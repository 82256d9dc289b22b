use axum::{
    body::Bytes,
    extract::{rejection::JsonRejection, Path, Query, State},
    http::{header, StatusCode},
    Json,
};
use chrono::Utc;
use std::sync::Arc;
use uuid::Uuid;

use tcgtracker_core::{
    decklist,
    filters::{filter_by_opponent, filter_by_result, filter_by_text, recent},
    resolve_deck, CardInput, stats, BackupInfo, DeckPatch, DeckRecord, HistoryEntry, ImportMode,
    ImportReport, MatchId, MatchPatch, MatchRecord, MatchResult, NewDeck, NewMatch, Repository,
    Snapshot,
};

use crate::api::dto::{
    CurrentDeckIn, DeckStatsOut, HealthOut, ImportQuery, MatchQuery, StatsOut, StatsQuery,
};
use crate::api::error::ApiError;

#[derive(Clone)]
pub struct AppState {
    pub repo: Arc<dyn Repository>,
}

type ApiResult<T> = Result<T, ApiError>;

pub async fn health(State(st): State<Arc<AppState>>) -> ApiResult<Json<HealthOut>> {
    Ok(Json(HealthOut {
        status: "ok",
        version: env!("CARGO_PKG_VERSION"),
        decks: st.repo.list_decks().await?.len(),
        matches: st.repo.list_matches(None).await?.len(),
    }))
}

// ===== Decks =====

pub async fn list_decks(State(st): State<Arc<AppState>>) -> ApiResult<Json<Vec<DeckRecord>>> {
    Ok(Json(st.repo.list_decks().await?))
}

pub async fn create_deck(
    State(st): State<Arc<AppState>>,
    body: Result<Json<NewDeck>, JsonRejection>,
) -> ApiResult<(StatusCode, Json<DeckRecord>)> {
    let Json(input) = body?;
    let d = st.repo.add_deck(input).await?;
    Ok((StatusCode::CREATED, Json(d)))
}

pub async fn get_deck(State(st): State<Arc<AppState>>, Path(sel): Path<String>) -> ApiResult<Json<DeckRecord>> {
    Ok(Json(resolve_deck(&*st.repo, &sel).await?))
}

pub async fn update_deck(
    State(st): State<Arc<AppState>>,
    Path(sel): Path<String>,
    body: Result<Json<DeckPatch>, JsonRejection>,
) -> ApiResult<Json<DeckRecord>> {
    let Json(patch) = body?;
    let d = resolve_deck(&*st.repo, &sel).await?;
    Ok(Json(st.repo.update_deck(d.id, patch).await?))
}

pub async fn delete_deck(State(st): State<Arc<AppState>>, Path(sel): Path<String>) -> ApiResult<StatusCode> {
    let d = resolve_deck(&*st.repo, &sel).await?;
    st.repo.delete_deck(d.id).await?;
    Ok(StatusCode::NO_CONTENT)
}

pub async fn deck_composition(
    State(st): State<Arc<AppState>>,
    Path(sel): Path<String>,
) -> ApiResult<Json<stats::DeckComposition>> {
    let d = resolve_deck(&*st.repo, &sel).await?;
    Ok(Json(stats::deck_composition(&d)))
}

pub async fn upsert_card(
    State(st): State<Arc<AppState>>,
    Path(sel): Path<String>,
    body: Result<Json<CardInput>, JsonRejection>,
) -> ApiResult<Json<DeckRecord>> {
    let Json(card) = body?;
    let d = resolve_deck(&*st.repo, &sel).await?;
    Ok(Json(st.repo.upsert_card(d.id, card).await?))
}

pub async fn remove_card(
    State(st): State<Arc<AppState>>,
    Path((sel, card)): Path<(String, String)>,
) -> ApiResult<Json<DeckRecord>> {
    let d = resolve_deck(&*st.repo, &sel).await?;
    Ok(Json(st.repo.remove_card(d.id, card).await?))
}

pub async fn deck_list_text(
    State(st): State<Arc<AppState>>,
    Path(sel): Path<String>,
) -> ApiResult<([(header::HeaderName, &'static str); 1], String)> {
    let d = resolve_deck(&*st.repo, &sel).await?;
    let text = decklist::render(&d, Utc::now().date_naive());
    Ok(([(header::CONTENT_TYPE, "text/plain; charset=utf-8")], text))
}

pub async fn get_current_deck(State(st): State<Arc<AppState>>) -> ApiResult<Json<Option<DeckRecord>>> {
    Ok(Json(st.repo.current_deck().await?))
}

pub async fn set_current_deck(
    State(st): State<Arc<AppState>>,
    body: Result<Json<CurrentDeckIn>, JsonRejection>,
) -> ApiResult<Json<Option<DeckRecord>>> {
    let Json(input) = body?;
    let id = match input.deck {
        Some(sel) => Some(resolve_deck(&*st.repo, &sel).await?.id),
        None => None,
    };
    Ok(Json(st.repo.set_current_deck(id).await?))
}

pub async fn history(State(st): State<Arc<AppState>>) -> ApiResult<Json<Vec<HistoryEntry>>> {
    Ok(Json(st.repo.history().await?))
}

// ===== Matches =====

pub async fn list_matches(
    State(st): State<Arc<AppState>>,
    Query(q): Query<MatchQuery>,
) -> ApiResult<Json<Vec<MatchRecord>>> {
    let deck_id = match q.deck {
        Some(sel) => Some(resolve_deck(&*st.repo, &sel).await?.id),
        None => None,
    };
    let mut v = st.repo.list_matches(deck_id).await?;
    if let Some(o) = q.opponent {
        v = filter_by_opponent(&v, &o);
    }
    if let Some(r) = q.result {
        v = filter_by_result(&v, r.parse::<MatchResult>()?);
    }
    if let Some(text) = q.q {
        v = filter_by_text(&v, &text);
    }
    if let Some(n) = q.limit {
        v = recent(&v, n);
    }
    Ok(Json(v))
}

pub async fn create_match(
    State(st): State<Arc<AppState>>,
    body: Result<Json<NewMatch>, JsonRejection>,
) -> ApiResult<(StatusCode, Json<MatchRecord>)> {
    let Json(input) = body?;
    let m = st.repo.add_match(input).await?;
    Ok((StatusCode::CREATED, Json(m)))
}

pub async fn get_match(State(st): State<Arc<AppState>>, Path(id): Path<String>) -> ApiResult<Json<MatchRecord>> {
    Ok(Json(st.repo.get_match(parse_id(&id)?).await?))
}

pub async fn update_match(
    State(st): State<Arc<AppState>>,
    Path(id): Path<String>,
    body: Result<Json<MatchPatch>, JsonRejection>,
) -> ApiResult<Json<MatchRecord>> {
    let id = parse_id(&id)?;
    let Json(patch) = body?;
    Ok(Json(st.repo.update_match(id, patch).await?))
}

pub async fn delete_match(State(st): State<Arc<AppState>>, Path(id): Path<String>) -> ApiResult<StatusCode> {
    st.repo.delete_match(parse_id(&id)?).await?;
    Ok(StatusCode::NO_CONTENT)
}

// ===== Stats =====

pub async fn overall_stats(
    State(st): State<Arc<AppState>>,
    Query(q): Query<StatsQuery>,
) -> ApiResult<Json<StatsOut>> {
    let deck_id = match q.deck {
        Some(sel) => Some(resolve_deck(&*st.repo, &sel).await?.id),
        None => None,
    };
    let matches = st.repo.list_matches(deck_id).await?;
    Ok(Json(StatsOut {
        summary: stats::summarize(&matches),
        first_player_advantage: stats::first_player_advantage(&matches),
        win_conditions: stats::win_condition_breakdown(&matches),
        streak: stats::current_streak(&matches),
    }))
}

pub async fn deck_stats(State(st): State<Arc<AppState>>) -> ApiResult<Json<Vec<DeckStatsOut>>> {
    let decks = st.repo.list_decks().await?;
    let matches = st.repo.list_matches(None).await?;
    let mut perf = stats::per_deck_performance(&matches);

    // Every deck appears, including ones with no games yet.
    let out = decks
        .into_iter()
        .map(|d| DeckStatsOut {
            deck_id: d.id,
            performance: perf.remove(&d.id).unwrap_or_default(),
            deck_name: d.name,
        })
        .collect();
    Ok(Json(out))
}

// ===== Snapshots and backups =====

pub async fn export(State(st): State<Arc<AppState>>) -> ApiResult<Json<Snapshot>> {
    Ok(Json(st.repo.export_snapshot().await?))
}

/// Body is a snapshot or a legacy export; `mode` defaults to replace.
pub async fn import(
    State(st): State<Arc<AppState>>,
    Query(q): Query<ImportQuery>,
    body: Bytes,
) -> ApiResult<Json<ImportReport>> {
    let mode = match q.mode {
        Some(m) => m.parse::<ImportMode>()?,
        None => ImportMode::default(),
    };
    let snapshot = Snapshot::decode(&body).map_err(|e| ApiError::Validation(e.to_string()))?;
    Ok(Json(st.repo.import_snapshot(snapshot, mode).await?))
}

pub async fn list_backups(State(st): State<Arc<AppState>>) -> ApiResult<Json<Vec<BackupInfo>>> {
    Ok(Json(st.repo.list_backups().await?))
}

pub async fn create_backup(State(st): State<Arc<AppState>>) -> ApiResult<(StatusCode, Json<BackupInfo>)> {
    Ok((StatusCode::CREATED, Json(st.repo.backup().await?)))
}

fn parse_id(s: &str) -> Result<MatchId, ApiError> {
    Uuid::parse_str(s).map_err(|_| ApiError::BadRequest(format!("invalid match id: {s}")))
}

[Goal of the exercise]
Report how many lines of the entries include the word "HealthOut", and let the number stand alone.

[Answer to this problem]
3